Sunday Times (Johannesburg) - October 12, 2003
Claire Keeton
Barely a week later Moeketsi, a volunteer HIV counsellor from Alexandra near Johannesburg, died of Aids, leaving behind two children.
Accepting the Nelson Mandela Health and Human Rights Award on behalf of the TAC this week, chairman Zackie Achmat said : "During our civil disobedience campaign from March 20 to July 31, more than 100 of our leaders have died."
President Thabo Mbeki may not know anyone close to him who has died of Aids, but TAC activists bury their loved ones every weekend.
A fortnight after Moeketsi's death, the TAC's gifted poet, 36-year-old Edward Mabunda of Winterveld, near Pretoria, also died.
Mabunda was one of 650 TAC members who took a "treatment train" to Cape Town in February to join the "Stand Up For Our Lives" march to Parliament.

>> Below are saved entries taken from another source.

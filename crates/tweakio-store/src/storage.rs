//! Backend-agnostic storage contract.

use async_trait::async_trait;
use tweakio_shared::Message;

use crate::engine::StorageEngine;
use crate::error::Result;
use crate::models::MessageRecord;

/// What producers and readers need from a message store.
///
/// [`StorageEngine`] is the SQLite-backed implementation.
#[async_trait]
pub trait MessageStorage: Send + Sync {
    async fn start(&self) -> Result<()>;

    fn enqueue(&self, messages: Vec<Message>) -> Result<()>;

    async fn exists(&self, message_id: &str) -> Result<bool>;

    async fn read_all(&self, limit: u32, offset: u32) -> Result<Vec<MessageRecord>>;

    async fn read_by_chat(&self, chat_name: &str, limit: u32) -> Result<Vec<MessageRecord>>;

    async fn close(&self) -> Result<()>;
}

#[async_trait]
impl MessageStorage for StorageEngine {
    async fn start(&self) -> Result<()> {
        StorageEngine::start(self).await
    }

    fn enqueue(&self, messages: Vec<Message>) -> Result<()> {
        StorageEngine::enqueue(self, messages)
    }

    async fn exists(&self, message_id: &str) -> Result<bool> {
        StorageEngine::exists(self, message_id).await
    }

    async fn read_all(&self, limit: u32, offset: u32) -> Result<Vec<MessageRecord>> {
        StorageEngine::read_all(self, limit, offset).await
    }

    async fn read_by_chat(&self, chat_name: &str, limit: u32) -> Result<Vec<MessageRecord>> {
        StorageEngine::read_by_chat(self, chat_name, limit).await
    }

    async fn close(&self) -> Result<()> {
        StorageEngine::close(self).await
    }
}

#[cfg(test)]
mod tests {
    use std::time::Duration;

    use tweakio_shared::Direction;

    use super::*;
    use crate::config::StorageConfig;

    async fn ingest(store: &dyn MessageStorage, id: &str) -> Result<()> {
        store.enqueue(vec![Message::new(id, "x", Direction::Outbound, "Bob", "b")])
    }

    #[tokio::test]
    async fn test_engine_behind_trait_object() {
        let dir = tempfile::tempdir().unwrap();
        let config = StorageConfig::new(dir.path().join("messages.db"))
            .with_flush_interval(Duration::from_millis(20));
        let store: Box<dyn MessageStorage> = Box::new(StorageEngine::new(config, None));

        assert!(ingest(store.as_ref(), "m1").await.is_err());
        store.start().await.unwrap();
        ingest(store.as_ref(), "m1").await.unwrap();
        store.close().await.unwrap();
        assert!(store.close().await.is_err());
    }
}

The night before he died Mabunda, a local ANC leader, made his last public appeal. "I think it is high time that TAC started civil disobedience to show the government that 600 people a day are dying of Aids. We want ordinary people in South Africa to have these antiretrovirals," Mabunda said on his deathbed.

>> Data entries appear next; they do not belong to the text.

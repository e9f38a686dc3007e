//! # tweakio-shared
//!
//! Primitives shared by every tweakio crate: password-based key derivation,
//! authenticated encryption of message payloads, the producer-facing
//! [`Message`] type and the error taxonomy the other crates map onto.

pub mod constants;
pub mod crypto;
pub mod error;
pub mod kdf;
pub mod message;

pub use constants::{KEY_SIZE, NONCE_SIZE, SALT_SIZE};
pub use crypto::{ChaChaCipher, MessageCipher, NonceBytes};
pub use error::{CryptoError, ErrorKind, MessageError};
pub use kdf::{EncryptionKey, KdfParams, KeyDerivation, Salt};
pub use message::{Direction, EncryptedPayload, Message};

A week later Charlene Wilson, a 29-year-old TAC activist from Eersterus, near Pretoria, also died. She had just started antiretroviral therapy but got the drugs when she was already too weak to withstand their side-effects. She died of complications from them.

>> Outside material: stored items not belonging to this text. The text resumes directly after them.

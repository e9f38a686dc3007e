//! # tweakio
//!
//! Operator CLI over the tweakio libraries:
//! - **profiles**: create, inspect, activate, back up and delete
//!   per-platform profiles
//! - **keys**: set up a profile's password-derived message key
//! - **messages**: import captured messages into a profile's store and read
//!   them back

mod commands;
mod config;

use std::path::PathBuf;

use clap::{Parser, Subcommand};
use tracing::debug;
use tracing_subscriber::EnvFilter;

use crate::commands::{Context, KeyCommand, MessagesCommand, ProfileCommand};
use crate::config::CliConfig;

#[derive(Parser)]
#[command(name = "tweakio", version)]
#[command(about = "Manage tweakio profiles, keys and captured messages", long_about = None)]
struct Cli {
    /// Password for key derivation (falls back to TWEAKIO_PASSWORD)
    #[arg(long, global = true)]
    password: Option<String>,

    /// Data root overriding the OS default (falls back to TWEAKIO_DATA_DIR)
    #[arg(long, global = true)]
    data_dir: Option<PathBuf>,

    #[command(subcommand)]
    command: Commands,
}

#[derive(Subcommand)]
enum Commands {
    /// Create, inspect and manage profiles
    #[command(subcommand)]
    Profile(ProfileCommand),

    /// Set up and export a profile's message key
    #[command(subcommand)]
    Key(KeyCommand),

    /// Import and read captured messages
    #[command(subcommand)]
    Messages(MessagesCommand),
}

#[tokio::main]
async fn main() -> anyhow::Result<()> {
    // Logs go to stderr so command output stays pipeable.
    tracing_subscriber::fmt()
        .with_env_filter(
            EnvFilter::try_from_default_env().unwrap_or_else(|_| {
                EnvFilter::new("info,tweakio_store=debug,tweakio_profiles=debug")
            }),
        )
        .with_writer(std::io::stderr)
        .init();

    let cli = Cli::parse();
    let config = CliConfig::from_env().with_overrides(cli.data_dir, cli.password);
    debug!(?config, "loaded configuration");

    let ctx = Context::new(config)?;
    match cli.command {
        Commands::Profile(cmd) => commands::profile::run(&ctx, cmd),
        Commands::Key(cmd) => commands::key::run(&ctx, cmd),
        Commands::Messages(cmd) => commands::messages::run(&ctx, cmd).await,
    }
}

Then there are children, like five-year-old Sibongile Mazeka, who turned to the TAC for comfort. Sibongile, from Guguletu near Cape Town, wanted a party with the TAC and she got her wish before she died, on the fateful day of September 11 2001. Her pallbearers were children in "HIV-positive" T-shirts.
The deaths are unending. Only this week the TAC lost two activists in the Western Cape. When Achmat accepted the award this week, he paid tribute to his fallen comrades.
Handing the award over, Mandela's wife, Gra a Machel, said: "TAC is an extraordinary group of people who have moved the nation and advanced government policy."
Since its launch in 1998, the TAC has stood up for the rights of people with HIV/Aids.
The TAC was instrumental - through mass protests and legal action - in accelerating access to nevirapine for HIV-positive pregnant women to prevent HIV being transmitted to their babies.
One TAC member, Sarah Hlaele, who was refused nevirapine, submitted an affidavit to support the TAC's case to compel the government to make the drug available.
But Hlaele, who attended court every day with her baby, was not around to celebrate with the TAC on July 5 2002 when the Constitutional Court ruled in its favour. She had died that April.
"Within months of that ruling our membership went up from 2 000 to 7 000," said Achmat, remembering "Constitution Day" as one of the TAC's best moments.
It was a joyful day in the bleak five years of the TAC's struggle for access to treatment. But the urgency remains.
Commenting on this campaign, TAC treasurer Mark Heywood said : "Even if government cannot immediately roll out an equitable treatment plan, starting now can save some lives and save some children from becoming orphans."
Dr Des Martin, president of the Southern African HIV Clinicians' Society, attributed the sudden turnaround by the government on antiretrovirals as being "in no small measure due to the TAC".
A national treatment plan, handed to the Department of Health at the end of September, is being reworked before being given to the Cabinet.